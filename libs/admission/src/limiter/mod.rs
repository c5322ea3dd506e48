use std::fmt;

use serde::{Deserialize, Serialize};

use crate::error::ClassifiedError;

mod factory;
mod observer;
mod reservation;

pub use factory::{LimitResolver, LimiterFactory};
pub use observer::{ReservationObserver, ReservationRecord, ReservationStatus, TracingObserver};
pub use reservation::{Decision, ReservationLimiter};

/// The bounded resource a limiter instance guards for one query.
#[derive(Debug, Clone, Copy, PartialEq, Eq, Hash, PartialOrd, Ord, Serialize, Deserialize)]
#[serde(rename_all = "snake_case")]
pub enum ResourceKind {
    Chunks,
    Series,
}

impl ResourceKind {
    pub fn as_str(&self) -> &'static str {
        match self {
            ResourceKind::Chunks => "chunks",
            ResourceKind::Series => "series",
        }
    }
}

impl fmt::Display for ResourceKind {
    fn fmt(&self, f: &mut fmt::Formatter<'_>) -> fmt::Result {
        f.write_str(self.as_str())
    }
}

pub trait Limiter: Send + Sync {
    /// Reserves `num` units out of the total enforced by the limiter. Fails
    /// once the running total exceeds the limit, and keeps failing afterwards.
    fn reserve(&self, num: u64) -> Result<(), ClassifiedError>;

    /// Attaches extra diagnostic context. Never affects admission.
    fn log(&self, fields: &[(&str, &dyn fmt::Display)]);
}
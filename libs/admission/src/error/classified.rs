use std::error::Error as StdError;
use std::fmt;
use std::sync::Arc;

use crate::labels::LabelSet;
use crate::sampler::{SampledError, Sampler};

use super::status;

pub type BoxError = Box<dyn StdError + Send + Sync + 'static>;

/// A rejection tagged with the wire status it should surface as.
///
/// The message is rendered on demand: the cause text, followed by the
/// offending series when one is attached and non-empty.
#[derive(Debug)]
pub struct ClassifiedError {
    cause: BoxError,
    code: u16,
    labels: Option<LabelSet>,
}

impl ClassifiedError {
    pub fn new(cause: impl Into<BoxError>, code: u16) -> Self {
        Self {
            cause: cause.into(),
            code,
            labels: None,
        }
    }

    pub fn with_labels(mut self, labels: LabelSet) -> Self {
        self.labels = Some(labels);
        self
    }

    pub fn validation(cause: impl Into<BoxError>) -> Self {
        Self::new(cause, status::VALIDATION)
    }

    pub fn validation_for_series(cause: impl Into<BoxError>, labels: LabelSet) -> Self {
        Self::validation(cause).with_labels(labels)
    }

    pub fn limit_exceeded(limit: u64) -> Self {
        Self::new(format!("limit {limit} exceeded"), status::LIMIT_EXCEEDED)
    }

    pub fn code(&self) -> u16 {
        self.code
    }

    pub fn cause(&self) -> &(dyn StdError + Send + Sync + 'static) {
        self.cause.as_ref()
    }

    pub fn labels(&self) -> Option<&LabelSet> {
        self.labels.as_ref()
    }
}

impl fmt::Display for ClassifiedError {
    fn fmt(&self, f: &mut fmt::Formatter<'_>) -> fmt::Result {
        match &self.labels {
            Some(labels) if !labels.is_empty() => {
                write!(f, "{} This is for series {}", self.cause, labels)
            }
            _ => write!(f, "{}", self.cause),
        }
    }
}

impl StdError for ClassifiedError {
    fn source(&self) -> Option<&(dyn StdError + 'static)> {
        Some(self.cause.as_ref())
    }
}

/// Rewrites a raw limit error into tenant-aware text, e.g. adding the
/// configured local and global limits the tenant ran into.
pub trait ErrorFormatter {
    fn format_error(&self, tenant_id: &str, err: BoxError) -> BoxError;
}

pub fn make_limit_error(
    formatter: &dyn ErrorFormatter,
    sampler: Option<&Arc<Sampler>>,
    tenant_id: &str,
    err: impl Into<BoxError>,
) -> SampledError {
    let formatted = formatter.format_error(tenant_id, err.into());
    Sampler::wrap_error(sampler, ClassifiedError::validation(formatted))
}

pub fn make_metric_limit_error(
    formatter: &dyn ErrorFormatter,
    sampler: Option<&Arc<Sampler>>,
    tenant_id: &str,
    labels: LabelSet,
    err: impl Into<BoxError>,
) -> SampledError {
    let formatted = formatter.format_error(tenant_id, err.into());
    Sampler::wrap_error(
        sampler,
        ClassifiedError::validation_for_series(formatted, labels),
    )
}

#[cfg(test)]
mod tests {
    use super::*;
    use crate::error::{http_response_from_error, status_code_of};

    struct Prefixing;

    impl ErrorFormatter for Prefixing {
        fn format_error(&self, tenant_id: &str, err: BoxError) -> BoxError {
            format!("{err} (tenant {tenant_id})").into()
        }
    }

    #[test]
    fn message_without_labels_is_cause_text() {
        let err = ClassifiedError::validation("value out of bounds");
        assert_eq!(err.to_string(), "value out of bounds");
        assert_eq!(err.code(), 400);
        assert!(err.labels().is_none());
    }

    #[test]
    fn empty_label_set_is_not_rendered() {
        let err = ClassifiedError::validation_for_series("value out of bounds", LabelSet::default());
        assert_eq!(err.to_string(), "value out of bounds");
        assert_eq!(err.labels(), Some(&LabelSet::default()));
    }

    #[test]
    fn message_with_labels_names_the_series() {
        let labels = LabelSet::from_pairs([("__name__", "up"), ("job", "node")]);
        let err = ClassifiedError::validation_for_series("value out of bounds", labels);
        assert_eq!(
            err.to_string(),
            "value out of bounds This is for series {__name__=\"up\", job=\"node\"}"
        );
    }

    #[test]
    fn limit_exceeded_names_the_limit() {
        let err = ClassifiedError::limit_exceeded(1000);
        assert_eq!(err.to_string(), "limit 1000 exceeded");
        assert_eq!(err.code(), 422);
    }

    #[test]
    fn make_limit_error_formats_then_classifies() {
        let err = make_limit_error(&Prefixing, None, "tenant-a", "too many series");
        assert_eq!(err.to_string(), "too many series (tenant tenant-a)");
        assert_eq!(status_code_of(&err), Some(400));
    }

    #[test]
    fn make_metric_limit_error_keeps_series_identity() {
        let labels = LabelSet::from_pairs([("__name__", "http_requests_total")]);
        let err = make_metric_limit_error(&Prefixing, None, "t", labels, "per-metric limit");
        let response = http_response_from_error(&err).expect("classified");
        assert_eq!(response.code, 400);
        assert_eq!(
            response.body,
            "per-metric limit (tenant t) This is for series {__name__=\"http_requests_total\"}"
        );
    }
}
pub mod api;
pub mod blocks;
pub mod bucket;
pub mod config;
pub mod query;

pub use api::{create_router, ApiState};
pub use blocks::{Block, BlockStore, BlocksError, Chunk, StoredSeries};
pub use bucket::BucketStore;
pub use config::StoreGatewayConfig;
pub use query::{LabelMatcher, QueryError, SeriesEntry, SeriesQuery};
.....
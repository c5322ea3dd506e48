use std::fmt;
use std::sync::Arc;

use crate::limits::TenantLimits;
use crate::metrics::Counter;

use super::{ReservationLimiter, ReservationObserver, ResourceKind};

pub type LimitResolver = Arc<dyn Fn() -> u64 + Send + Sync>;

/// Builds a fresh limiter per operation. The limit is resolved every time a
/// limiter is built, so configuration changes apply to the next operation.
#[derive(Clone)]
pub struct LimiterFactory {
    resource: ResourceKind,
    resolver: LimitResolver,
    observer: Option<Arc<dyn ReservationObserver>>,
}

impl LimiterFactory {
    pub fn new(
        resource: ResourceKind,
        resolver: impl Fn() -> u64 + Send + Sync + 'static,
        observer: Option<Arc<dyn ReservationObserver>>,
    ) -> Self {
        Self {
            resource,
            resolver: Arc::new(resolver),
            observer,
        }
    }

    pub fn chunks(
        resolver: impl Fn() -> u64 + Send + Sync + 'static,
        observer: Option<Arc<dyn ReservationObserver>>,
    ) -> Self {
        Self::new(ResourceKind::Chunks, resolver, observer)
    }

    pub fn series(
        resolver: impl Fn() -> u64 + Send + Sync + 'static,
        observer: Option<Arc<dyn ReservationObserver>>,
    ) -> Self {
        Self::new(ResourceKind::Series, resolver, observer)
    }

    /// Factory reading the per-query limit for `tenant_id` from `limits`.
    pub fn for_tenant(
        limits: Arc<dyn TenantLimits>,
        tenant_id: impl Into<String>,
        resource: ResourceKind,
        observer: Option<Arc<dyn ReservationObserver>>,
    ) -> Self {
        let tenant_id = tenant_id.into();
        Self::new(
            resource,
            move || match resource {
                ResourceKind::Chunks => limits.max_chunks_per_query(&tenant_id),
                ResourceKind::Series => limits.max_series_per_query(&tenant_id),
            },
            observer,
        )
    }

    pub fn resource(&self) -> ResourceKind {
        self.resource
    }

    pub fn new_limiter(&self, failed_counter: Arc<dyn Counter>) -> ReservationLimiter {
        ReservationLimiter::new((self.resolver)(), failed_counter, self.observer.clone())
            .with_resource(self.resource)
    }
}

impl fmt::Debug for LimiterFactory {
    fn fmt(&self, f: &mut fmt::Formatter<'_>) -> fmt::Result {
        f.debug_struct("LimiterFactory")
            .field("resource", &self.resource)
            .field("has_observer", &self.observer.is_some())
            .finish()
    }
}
.....
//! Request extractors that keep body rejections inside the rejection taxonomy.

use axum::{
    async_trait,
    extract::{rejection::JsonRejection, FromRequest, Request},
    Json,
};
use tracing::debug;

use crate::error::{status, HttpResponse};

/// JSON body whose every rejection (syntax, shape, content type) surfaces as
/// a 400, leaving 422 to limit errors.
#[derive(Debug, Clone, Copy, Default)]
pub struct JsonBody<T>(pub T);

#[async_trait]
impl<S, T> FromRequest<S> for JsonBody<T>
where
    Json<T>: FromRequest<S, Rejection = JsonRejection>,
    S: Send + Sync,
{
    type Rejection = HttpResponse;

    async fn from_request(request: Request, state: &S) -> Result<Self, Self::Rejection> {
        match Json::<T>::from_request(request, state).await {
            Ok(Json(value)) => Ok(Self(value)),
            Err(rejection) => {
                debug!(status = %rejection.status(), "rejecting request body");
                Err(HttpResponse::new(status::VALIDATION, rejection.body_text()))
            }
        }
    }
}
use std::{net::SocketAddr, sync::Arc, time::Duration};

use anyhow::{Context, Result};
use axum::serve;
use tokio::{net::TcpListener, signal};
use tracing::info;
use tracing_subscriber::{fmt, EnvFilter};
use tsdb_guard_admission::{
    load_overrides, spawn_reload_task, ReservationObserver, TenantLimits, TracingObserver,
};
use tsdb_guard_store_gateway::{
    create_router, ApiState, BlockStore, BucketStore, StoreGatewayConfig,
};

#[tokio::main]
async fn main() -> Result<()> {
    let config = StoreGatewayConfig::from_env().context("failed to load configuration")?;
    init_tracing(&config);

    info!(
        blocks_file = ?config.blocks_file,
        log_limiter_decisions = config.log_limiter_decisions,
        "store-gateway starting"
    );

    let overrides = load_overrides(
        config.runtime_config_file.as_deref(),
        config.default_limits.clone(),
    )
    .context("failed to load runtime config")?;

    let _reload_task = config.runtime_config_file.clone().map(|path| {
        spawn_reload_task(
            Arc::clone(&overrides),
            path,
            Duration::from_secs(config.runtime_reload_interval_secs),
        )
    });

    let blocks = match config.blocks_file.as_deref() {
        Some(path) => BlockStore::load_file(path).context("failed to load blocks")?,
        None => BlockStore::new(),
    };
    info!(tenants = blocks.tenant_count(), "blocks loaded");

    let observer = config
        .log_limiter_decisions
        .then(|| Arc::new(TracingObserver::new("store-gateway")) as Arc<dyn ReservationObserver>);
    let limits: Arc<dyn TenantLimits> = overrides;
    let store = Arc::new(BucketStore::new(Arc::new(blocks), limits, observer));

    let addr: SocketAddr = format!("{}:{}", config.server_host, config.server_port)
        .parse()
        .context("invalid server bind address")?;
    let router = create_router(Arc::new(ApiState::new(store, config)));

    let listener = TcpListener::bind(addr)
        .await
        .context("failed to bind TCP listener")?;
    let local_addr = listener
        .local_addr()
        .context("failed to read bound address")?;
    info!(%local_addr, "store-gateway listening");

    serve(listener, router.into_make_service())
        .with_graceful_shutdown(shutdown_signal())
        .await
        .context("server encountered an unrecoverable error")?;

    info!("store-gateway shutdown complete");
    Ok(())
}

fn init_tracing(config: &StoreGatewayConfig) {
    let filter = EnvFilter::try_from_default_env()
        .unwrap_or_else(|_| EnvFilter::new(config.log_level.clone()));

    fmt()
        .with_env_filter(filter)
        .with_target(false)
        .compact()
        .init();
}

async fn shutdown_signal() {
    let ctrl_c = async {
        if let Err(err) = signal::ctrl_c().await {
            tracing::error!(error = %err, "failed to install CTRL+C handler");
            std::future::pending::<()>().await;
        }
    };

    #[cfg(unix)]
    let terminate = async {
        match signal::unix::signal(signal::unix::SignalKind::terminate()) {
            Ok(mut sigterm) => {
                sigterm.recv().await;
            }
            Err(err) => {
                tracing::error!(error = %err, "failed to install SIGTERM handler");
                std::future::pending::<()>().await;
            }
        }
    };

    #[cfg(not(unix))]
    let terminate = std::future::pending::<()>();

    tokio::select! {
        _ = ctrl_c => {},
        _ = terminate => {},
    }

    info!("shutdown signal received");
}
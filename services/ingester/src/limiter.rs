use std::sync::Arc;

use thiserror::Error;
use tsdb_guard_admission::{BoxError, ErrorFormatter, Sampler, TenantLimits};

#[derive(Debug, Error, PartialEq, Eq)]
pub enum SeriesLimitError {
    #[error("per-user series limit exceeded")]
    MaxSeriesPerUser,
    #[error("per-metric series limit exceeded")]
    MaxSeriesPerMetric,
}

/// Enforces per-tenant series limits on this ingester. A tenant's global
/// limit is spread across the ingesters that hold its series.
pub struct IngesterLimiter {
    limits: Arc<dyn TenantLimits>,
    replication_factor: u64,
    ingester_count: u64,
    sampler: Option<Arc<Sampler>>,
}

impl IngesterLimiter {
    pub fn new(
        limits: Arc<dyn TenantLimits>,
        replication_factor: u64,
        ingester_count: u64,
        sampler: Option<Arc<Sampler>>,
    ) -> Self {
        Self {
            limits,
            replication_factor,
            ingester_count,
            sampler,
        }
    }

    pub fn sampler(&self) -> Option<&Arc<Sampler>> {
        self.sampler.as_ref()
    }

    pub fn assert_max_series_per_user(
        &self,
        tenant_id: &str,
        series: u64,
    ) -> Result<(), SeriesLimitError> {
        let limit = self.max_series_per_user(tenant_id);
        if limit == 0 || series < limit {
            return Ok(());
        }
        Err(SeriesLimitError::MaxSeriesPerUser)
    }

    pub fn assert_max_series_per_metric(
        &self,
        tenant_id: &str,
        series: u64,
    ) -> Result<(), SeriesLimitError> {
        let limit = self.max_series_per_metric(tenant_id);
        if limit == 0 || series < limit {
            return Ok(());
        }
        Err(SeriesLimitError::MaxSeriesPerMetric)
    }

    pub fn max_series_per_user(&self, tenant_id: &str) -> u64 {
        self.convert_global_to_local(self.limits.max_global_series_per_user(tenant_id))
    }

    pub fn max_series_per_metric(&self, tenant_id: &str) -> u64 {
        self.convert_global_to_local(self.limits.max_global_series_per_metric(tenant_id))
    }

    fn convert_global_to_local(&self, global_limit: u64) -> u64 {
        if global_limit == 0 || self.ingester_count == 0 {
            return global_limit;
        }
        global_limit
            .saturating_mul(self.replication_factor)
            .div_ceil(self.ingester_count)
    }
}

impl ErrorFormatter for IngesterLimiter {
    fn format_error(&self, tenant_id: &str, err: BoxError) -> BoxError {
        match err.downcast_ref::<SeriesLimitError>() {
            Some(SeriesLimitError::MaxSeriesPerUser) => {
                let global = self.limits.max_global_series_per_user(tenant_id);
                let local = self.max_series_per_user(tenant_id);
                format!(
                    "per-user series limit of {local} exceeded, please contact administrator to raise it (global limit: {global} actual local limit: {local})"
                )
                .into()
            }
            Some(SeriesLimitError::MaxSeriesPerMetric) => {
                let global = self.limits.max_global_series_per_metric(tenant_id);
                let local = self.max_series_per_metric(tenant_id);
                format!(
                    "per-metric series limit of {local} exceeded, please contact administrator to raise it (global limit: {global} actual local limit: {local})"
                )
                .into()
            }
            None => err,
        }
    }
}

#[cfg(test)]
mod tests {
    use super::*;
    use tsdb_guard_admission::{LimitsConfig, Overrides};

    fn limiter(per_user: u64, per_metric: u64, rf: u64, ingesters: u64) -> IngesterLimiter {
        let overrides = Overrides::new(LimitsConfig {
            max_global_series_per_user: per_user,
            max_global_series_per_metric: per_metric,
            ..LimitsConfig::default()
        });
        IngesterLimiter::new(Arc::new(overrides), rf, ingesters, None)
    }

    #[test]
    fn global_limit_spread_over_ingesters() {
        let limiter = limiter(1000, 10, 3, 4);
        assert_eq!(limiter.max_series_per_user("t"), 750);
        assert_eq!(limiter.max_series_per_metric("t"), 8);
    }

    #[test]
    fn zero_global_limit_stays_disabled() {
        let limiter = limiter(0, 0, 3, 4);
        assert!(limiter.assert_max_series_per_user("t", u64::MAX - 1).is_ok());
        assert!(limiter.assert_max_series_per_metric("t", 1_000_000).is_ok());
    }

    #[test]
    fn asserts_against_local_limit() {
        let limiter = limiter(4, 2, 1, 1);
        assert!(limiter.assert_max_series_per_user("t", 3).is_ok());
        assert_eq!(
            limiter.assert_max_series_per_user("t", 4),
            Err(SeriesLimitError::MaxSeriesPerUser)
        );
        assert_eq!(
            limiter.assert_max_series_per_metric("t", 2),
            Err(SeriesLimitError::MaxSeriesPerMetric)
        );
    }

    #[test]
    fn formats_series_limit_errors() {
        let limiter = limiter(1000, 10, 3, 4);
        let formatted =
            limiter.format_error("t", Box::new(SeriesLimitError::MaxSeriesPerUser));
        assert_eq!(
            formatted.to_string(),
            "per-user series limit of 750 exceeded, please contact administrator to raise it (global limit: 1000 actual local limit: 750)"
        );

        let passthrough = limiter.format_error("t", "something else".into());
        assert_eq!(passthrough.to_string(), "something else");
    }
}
.....
_Aim of the exercise_
Starting with the line with "#[async_trait]" above and going on through the line with "to load runtime", transcribe every line exactly, both ends included, and add nothing.

_Task response_
#[async_trait]
impl<S, T> FromRequest<S> for JsonBody<T>
where
    Json<T>: FromRequest<S, Rejection = JsonRejection>,
    S: Send + Sync,
{
    type Rejection = HttpResponse;

    async fn from_request(request: Request, state: &S) -> Result<Self, Self::Rejection> {
        match Json::<T>::from_request(request, state).await {
            Ok(Json(value)) => Ok(Self(value)),
            Err(rejection) => {
                debug!(status = %rejection.status(), "rejecting request body");
                Err(HttpResponse::new(status::VALIDATION, rejection.body_text()))
            }
        }
    }
}
use std::{net::SocketAddr, sync::Arc, time::Duration};

use anyhow::{Context, Result};
use axum::serve;
use tokio::{net::TcpListener, signal};
use tracing::info;
use tracing_subscriber::{fmt, EnvFilter};
use tsdb_guard_admission::{
    load_overrides, spawn_reload_task, ReservationObserver, TenantLimits, TracingObserver,
};
use tsdb_guard_store_gateway::{
    create_router, ApiState, BlockStore, BucketStore, StoreGatewayConfig,
};

#[tokio::main]
async fn main() -> Result<()> {
    let config = StoreGatewayConfig::from_env().context("failed to load configuration")?;
    init_tracing(&config);

    info!(
        blocks_file = ?config.blocks_file,
        log_limiter_decisions = config.log_limiter_decisions,
        "store-gateway starting"
    );

    let overrides = load_overrides(
        config.runtime_config_file.as_deref(),
        config.default_limits.clone(),
    )
    .context("failed to load runtime config")?;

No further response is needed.